BEGIN TASK INPUT

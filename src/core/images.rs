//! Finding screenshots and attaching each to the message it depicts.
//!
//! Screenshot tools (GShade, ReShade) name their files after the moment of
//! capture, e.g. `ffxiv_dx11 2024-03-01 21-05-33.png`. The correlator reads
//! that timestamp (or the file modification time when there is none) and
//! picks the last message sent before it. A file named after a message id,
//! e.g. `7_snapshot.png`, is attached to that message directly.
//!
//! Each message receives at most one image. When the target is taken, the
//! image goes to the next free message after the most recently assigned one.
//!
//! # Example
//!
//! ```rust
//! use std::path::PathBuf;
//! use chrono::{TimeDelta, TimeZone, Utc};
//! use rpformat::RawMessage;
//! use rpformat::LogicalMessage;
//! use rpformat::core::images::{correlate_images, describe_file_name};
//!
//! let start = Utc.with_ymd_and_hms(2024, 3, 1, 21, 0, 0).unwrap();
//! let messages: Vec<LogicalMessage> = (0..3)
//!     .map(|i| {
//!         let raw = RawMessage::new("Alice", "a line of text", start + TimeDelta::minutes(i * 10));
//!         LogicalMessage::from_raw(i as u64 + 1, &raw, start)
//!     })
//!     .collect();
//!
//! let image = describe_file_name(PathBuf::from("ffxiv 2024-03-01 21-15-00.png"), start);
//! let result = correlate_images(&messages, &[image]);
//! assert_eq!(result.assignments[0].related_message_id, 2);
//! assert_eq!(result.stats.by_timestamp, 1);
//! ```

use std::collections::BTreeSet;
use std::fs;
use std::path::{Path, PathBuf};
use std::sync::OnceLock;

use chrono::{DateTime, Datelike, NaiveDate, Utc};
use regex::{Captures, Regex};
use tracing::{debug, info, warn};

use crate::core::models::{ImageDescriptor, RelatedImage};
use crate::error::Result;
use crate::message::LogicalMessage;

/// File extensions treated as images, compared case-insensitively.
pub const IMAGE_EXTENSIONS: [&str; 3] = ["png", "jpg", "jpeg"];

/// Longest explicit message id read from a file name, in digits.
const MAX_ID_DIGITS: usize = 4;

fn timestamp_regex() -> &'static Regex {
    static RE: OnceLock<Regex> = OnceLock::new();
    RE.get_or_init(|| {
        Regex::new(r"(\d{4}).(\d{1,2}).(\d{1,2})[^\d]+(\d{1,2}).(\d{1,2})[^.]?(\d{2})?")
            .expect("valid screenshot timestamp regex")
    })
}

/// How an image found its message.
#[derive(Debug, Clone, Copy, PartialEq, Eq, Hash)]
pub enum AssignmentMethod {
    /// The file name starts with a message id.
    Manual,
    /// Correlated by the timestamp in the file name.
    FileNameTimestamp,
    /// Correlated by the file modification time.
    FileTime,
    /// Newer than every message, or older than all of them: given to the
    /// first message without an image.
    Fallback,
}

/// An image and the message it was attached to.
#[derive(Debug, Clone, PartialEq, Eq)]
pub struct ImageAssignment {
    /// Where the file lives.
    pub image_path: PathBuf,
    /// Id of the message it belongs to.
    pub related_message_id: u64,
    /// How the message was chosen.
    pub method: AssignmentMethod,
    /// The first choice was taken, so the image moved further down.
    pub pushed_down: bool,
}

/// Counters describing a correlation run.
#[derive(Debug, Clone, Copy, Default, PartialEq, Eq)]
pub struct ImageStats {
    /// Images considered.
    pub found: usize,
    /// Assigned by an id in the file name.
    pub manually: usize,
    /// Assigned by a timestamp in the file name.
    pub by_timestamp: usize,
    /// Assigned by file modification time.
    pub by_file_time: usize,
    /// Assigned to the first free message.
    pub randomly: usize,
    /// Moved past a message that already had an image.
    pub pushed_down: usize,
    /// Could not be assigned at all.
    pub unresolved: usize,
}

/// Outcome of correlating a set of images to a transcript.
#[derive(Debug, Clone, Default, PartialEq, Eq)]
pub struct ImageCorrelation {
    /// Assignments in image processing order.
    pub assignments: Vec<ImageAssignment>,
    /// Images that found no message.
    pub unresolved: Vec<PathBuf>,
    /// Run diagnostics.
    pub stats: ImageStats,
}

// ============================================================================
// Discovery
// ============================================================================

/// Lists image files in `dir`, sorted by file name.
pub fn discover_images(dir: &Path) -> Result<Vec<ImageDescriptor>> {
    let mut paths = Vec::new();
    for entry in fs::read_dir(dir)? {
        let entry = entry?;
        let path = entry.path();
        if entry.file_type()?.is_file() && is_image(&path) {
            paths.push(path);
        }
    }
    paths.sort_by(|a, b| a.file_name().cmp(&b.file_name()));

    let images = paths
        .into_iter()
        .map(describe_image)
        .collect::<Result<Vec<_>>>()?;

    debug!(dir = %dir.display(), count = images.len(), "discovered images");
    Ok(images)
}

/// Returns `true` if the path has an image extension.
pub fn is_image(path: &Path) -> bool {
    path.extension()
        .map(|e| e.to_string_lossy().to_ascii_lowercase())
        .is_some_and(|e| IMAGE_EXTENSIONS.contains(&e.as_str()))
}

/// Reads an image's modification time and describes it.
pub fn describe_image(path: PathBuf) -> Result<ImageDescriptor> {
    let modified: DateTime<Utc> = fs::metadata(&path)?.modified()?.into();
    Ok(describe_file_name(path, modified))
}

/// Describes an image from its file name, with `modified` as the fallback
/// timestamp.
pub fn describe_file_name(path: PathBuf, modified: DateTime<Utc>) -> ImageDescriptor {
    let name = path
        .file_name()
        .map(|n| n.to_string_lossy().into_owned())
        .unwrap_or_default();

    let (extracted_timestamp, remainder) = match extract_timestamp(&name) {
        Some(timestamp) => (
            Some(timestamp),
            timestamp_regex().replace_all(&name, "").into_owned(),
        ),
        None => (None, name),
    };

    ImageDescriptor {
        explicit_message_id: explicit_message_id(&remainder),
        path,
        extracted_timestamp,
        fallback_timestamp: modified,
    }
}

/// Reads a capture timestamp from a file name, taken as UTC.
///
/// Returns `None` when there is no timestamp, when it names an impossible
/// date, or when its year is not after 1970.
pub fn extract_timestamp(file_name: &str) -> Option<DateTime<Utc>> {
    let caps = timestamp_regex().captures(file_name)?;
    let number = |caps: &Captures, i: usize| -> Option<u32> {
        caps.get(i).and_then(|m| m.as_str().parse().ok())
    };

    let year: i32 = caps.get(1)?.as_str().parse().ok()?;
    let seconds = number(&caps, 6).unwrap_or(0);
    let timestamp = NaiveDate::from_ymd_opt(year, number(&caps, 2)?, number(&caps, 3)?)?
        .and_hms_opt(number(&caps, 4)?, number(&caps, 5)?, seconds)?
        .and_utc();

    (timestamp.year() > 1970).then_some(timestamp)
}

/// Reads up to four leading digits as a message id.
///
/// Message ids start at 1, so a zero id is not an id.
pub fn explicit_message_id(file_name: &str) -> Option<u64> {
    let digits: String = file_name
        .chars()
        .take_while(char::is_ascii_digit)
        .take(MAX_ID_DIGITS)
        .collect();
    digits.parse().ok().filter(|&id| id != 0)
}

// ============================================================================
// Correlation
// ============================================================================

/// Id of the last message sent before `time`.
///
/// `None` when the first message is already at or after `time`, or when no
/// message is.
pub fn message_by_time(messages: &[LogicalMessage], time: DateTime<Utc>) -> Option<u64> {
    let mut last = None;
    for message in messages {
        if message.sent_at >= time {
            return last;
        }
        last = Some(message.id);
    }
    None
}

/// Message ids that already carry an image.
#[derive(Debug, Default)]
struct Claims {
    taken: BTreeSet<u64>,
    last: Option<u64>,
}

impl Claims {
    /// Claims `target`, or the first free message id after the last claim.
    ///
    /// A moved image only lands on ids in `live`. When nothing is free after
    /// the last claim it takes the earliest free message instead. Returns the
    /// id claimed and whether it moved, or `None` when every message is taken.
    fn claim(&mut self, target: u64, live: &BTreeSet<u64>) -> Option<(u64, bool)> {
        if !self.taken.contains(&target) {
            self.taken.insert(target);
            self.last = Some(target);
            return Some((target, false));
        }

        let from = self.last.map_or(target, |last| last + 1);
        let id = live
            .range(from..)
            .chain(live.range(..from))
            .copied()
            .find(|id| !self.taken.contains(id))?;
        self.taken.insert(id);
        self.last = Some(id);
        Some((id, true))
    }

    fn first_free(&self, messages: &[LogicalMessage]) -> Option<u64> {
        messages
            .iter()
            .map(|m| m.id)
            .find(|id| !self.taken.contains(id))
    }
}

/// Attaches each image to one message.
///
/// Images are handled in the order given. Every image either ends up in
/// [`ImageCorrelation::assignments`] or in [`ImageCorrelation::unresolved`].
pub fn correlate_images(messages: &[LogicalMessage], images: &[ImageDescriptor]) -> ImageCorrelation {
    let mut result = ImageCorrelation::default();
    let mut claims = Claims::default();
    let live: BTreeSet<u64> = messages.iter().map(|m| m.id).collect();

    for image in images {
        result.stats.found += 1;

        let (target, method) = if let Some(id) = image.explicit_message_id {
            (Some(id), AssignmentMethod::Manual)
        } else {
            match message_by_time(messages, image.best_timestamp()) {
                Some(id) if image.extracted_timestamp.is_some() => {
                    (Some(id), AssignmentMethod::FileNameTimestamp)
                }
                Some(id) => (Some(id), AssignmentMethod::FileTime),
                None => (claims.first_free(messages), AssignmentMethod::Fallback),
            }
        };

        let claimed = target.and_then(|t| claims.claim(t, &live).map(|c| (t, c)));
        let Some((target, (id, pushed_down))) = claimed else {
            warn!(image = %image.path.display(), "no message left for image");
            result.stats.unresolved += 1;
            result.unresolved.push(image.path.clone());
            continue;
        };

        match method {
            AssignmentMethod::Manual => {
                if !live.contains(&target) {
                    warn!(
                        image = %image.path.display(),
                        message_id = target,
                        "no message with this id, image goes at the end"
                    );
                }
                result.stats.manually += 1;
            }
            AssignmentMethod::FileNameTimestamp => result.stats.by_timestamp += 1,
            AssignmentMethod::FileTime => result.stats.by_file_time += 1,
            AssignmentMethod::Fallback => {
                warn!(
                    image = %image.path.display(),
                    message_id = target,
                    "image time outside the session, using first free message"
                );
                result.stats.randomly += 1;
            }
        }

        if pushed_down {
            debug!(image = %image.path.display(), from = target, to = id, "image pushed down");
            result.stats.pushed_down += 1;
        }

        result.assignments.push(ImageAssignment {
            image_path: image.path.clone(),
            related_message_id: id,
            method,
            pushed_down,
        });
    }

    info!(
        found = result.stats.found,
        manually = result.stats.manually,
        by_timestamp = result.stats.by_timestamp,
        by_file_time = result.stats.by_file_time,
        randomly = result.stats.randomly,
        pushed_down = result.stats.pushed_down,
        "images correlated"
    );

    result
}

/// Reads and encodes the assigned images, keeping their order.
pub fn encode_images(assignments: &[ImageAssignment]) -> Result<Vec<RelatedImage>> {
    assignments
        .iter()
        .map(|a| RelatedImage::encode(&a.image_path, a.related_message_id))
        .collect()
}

END TASK INPUT
BEGIN TASK INPUT

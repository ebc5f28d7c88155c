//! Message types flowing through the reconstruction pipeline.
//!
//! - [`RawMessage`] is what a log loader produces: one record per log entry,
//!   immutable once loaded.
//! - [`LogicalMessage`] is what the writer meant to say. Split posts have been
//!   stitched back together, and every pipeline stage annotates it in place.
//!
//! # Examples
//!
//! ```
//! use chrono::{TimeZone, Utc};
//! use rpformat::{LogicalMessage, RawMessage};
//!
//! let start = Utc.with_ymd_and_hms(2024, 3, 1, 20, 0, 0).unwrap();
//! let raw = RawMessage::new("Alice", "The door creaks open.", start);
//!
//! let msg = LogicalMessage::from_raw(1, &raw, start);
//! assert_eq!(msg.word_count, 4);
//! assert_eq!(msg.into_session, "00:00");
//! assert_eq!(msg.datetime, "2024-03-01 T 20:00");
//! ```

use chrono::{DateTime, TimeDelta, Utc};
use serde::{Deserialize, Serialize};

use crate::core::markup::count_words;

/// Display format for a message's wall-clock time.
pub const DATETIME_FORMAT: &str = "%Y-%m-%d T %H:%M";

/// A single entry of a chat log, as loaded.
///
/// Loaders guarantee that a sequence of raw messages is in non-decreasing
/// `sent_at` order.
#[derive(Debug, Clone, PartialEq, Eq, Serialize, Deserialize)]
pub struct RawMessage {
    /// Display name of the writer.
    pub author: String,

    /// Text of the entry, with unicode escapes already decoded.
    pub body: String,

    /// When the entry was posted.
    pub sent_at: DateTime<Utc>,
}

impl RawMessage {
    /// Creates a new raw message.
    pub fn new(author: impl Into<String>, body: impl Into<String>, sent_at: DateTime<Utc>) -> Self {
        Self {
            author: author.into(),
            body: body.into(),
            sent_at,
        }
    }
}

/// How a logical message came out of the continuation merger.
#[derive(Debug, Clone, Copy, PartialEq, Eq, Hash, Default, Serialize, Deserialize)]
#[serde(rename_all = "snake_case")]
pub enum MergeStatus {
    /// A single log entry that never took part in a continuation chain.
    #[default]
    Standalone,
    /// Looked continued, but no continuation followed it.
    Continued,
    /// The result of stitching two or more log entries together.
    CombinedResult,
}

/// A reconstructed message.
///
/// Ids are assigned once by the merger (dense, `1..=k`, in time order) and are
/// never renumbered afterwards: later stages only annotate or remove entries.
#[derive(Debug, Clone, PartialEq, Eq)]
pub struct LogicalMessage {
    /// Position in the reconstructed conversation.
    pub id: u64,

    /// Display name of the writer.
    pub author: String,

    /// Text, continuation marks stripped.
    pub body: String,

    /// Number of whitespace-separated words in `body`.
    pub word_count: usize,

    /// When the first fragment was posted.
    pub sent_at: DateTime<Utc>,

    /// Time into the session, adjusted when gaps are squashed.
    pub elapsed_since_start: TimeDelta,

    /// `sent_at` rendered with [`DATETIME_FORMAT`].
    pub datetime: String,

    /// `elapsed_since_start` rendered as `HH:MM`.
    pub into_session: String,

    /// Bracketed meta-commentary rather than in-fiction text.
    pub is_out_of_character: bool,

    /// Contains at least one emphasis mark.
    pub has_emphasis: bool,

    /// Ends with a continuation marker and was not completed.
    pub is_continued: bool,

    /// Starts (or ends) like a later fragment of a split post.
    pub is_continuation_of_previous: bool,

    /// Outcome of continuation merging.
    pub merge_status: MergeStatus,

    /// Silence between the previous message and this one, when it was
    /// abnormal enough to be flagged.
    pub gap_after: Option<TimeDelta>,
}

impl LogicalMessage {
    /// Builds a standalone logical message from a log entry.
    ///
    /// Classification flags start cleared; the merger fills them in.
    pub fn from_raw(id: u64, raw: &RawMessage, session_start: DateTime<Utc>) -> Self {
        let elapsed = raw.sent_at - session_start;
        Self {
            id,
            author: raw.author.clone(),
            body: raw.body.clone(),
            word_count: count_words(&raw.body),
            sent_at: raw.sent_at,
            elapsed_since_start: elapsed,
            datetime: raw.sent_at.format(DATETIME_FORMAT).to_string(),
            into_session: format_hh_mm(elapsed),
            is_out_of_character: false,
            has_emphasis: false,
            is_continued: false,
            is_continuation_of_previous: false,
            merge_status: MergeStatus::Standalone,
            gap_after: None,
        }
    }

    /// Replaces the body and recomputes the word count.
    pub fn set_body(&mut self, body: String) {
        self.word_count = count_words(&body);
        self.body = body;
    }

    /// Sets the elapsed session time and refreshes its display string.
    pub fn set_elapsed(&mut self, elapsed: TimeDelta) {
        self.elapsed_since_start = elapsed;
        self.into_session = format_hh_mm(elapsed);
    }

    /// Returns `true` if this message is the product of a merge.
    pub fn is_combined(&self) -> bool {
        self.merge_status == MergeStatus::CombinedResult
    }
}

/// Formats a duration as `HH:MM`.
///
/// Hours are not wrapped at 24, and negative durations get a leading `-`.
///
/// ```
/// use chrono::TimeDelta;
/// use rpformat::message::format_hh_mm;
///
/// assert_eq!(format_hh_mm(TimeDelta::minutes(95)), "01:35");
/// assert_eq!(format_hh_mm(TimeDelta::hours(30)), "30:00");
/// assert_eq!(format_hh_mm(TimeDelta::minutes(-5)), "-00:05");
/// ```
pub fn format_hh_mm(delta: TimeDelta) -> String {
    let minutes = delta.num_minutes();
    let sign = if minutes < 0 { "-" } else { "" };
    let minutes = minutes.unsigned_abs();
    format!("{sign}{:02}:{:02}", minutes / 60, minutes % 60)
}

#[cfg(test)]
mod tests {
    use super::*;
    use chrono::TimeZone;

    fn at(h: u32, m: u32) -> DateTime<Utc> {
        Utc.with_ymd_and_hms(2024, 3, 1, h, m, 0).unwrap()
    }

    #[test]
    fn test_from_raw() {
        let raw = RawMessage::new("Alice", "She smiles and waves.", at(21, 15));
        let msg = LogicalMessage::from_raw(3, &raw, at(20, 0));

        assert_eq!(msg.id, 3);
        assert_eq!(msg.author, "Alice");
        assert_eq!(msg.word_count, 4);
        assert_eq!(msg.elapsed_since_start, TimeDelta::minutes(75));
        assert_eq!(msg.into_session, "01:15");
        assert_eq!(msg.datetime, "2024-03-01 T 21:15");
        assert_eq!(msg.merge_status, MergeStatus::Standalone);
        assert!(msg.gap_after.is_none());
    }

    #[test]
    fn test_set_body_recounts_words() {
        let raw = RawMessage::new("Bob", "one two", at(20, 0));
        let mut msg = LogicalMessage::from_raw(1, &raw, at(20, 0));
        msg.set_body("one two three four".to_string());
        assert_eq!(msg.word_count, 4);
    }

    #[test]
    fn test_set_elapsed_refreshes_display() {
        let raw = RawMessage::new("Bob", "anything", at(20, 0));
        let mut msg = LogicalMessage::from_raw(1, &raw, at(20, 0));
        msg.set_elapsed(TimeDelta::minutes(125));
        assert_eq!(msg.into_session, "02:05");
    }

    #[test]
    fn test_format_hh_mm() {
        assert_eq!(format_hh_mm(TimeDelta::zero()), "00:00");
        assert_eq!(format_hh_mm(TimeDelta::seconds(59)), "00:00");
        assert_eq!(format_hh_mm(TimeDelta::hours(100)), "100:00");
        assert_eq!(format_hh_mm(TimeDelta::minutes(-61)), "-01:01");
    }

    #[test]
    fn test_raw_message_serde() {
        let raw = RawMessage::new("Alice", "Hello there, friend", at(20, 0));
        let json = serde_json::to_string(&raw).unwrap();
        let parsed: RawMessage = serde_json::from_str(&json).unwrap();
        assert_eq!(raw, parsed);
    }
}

END TASK INPUT

Where a line above includes "entries", copy that line.

_ANSWER BELOW_
    /// The result of stitching two or more log entries together.
/// never renumbered afterwards: later stages only annotate or remove entries.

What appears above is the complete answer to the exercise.